Required work: Find every line below with the word "SessionSettings". Then give only how many there are.

Data for this exercise:
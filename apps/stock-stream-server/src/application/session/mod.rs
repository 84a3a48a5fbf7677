//! Stream Session
//!
//! The per-connection stream controller: races quote production against
//! the client-disconnect signal and forwards each sample to the transport
//! sink, one write-and-flush at a time.
//!
//! A session is owned by exactly one connection and ends in one of three
//! terminal states:
//!
//! - `Completed`: every sample was emitted, disconnect never observed
//! - `Cancelled`: disconnect observed first (a normal outcome, not an error)
//! - `Failed`: sample generation or the write path errored
//!
//! Termination is reported through a single-assignment [`Completion`];
//! signals arriving after a terminal state are ignored.

use std::time::Duration;

use tokio::sync::oneshot;
use tokio::time::MissedTickBehavior;
use tokio_util::sync::CancellationToken;

use crate::application::ports::{FrameSink, WriteError};
use crate::domain::pricing::PriceGenerator;

// =============================================================================
// Settings
// =============================================================================

/// Per-session streaming settings.
#[derive(Debug, Clone)]
pub struct SessionSettings {
    /// Spacing between samples.
    pub tick_interval: Duration,
    /// Number of samples after which the stream completes normally.
    pub max_ticks: usize,
}

impl Default for SessionSettings {
    fn default() -> Self {
        Self {
            tick_interval: Duration::from_secs(1),
            max_ticks: 10,
        }
    }
}

// =============================================================================
// Outcomes and Errors
// =============================================================================

/// Error terminating a session in the `Failed` state.
#[derive(Debug, thiserror::Error)]
pub enum StreamError {
    /// Sample production failed. Reserved for timer or infrastructure
    /// faults; price computation itself cannot fail.
    #[error("sample generation failed: {0}")]
    Generation(String),

    /// The write path failed for a reason other than a client disconnect.
    #[error(transparent)]
    Write(#[from] WriteError),
}

/// Terminal state of a stream session.
#[derive(Debug)]
pub enum SessionOutcome {
    /// Every sample was emitted and the client stayed connected.
    Completed {
        /// Frames written before completion.
        frames: usize,
    },
    /// The client disconnected first; a prefix of the samples was emitted.
    Cancelled {
        /// Frames written before the disconnect was observed.
        frames: usize,
    },
    /// Generation or the write path errored.
    Failed {
        /// Frames written before the error.
        frames: usize,
        /// The error that terminated the session.
        error: StreamError,
    },
}

impl SessionOutcome {
    /// Whether this outcome is a success. Both completion and a client
    /// disconnect are expected, non-exceptional endings.
    #[must_use]
    pub const fn is_success(&self) -> bool {
        matches!(self, Self::Completed { .. } | Self::Cancelled { .. })
    }

    /// Number of frames written before the session terminated.
    #[must_use]
    pub const fn frames(&self) -> usize {
        match self {
            Self::Completed { frames } | Self::Cancelled { frames } => *frames,
            Self::Failed { frames, .. } => *frames,
        }
    }
}

// =============================================================================
// Completion
// =============================================================================

/// Single-assignment completion signal for one session: the join-point the
/// connection owner waits on.
///
/// `resolve` follows a first-writer-wins discipline: the first terminal
/// outcome is delivered and every later call is a no-op, so a late error
/// after a cancellation can never be delivered twice.
#[derive(Debug)]
pub struct Completion {
    tx: Option<oneshot::Sender<SessionOutcome>>,
}

/// Waiting side of a [`Completion`].
#[derive(Debug)]
pub struct CompletionHandle {
    rx: oneshot::Receiver<SessionOutcome>,
}

impl Completion {
    /// Create a completion pair.
    #[must_use]
    pub fn new() -> (Self, CompletionHandle) {
        let (tx, rx) = oneshot::channel();
        (Self { tx: Some(tx) }, CompletionHandle { rx })
    }

    /// Resolve with the given outcome.
    ///
    /// Returns `true` if this call won the assignment, `false` if the
    /// completion was already resolved.
    pub fn resolve(&mut self, outcome: SessionOutcome) -> bool {
        self.tx.take().is_some_and(|tx| {
            let _ = tx.send(outcome);
            true
        })
    }
}

impl CompletionHandle {
    /// Wait for the session's terminal outcome.
    ///
    /// If the session task dropped its completion without resolving it
    /// (a panic), this reports a failure rather than hanging.
    pub async fn wait(self) -> SessionOutcome {
        self.rx.await.unwrap_or_else(|_| SessionOutcome::Failed {
            frames: 0,
            error: StreamError::Generation(
                "session ended without resolving its completion".to_string(),
            ),
        })
    }
}

// =============================================================================
// Stream Session
// =============================================================================

/// Per-connection stream controller.
///
/// Owns a tick schedule and a price generator; [`StreamSession::run`]
/// drives them to a terminal state against a cancellation token supplied
/// by the transport adapter.
#[derive(Debug)]
pub struct StreamSession {
    settings: SessionSettings,
    generator: PriceGenerator,
}

impl StreamSession {
    /// Create a session with a fresh OS-seeded price generator.
    #[must_use]
    pub fn new(settings: SessionSettings) -> Self {
        Self {
            settings,
            generator: PriceGenerator::new(),
        }
    }

    /// Drive the stream to a terminal state.
    ///
    /// Each sample is formatted and written through `sink` before the next
    /// tick is accepted; writes never overlap. The first tick fires one
    /// interval after the call, not immediately. Ticks fire on a stable
    /// schedule (missed ticks are skipped, never compounded), so a slow
    /// consumer delays frames without accumulating drift.
    ///
    /// Cancellation is observed before each tick and before each write;
    /// once observed, no further samples are written.
    pub async fn run<S: FrameSink>(
        mut self,
        sink: &mut S,
        cancel: CancellationToken,
    ) -> SessionOutcome {
        let mut ticks = tokio::time::interval_at(
            tokio::time::Instant::now() + self.settings.tick_interval,
            self.settings.tick_interval,
        );
        ticks.set_missed_tick_behavior(MissedTickBehavior::Skip);

        let mut frames = 0_usize;
        while frames < self.settings.max_ticks {
            tokio::select! {
                biased;
                () = cancel.cancelled() => return SessionOutcome::Cancelled { frames },
                _ = ticks.tick() => {}
            }

            let frame = self.generator.quote_at(frames).to_frame();
            tokio::select! {
                biased;
                () = cancel.cancelled() => return SessionOutcome::Cancelled { frames },
                result = sink.write_frame(&frame) => match result {
                    Ok(()) => frames += 1,
                    Err(WriteError::Closed) => return SessionOutcome::Cancelled { frames },
                    Err(error) => {
                        return SessionOutcome::Failed {
                            frames,
                            error: error.into(),
                        };
                    }
                }
            }
        }

        SessionOutcome::Completed { frames }
    }
}

// =============================================================================
// Tests
// =============================================================================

Answer for the task: 4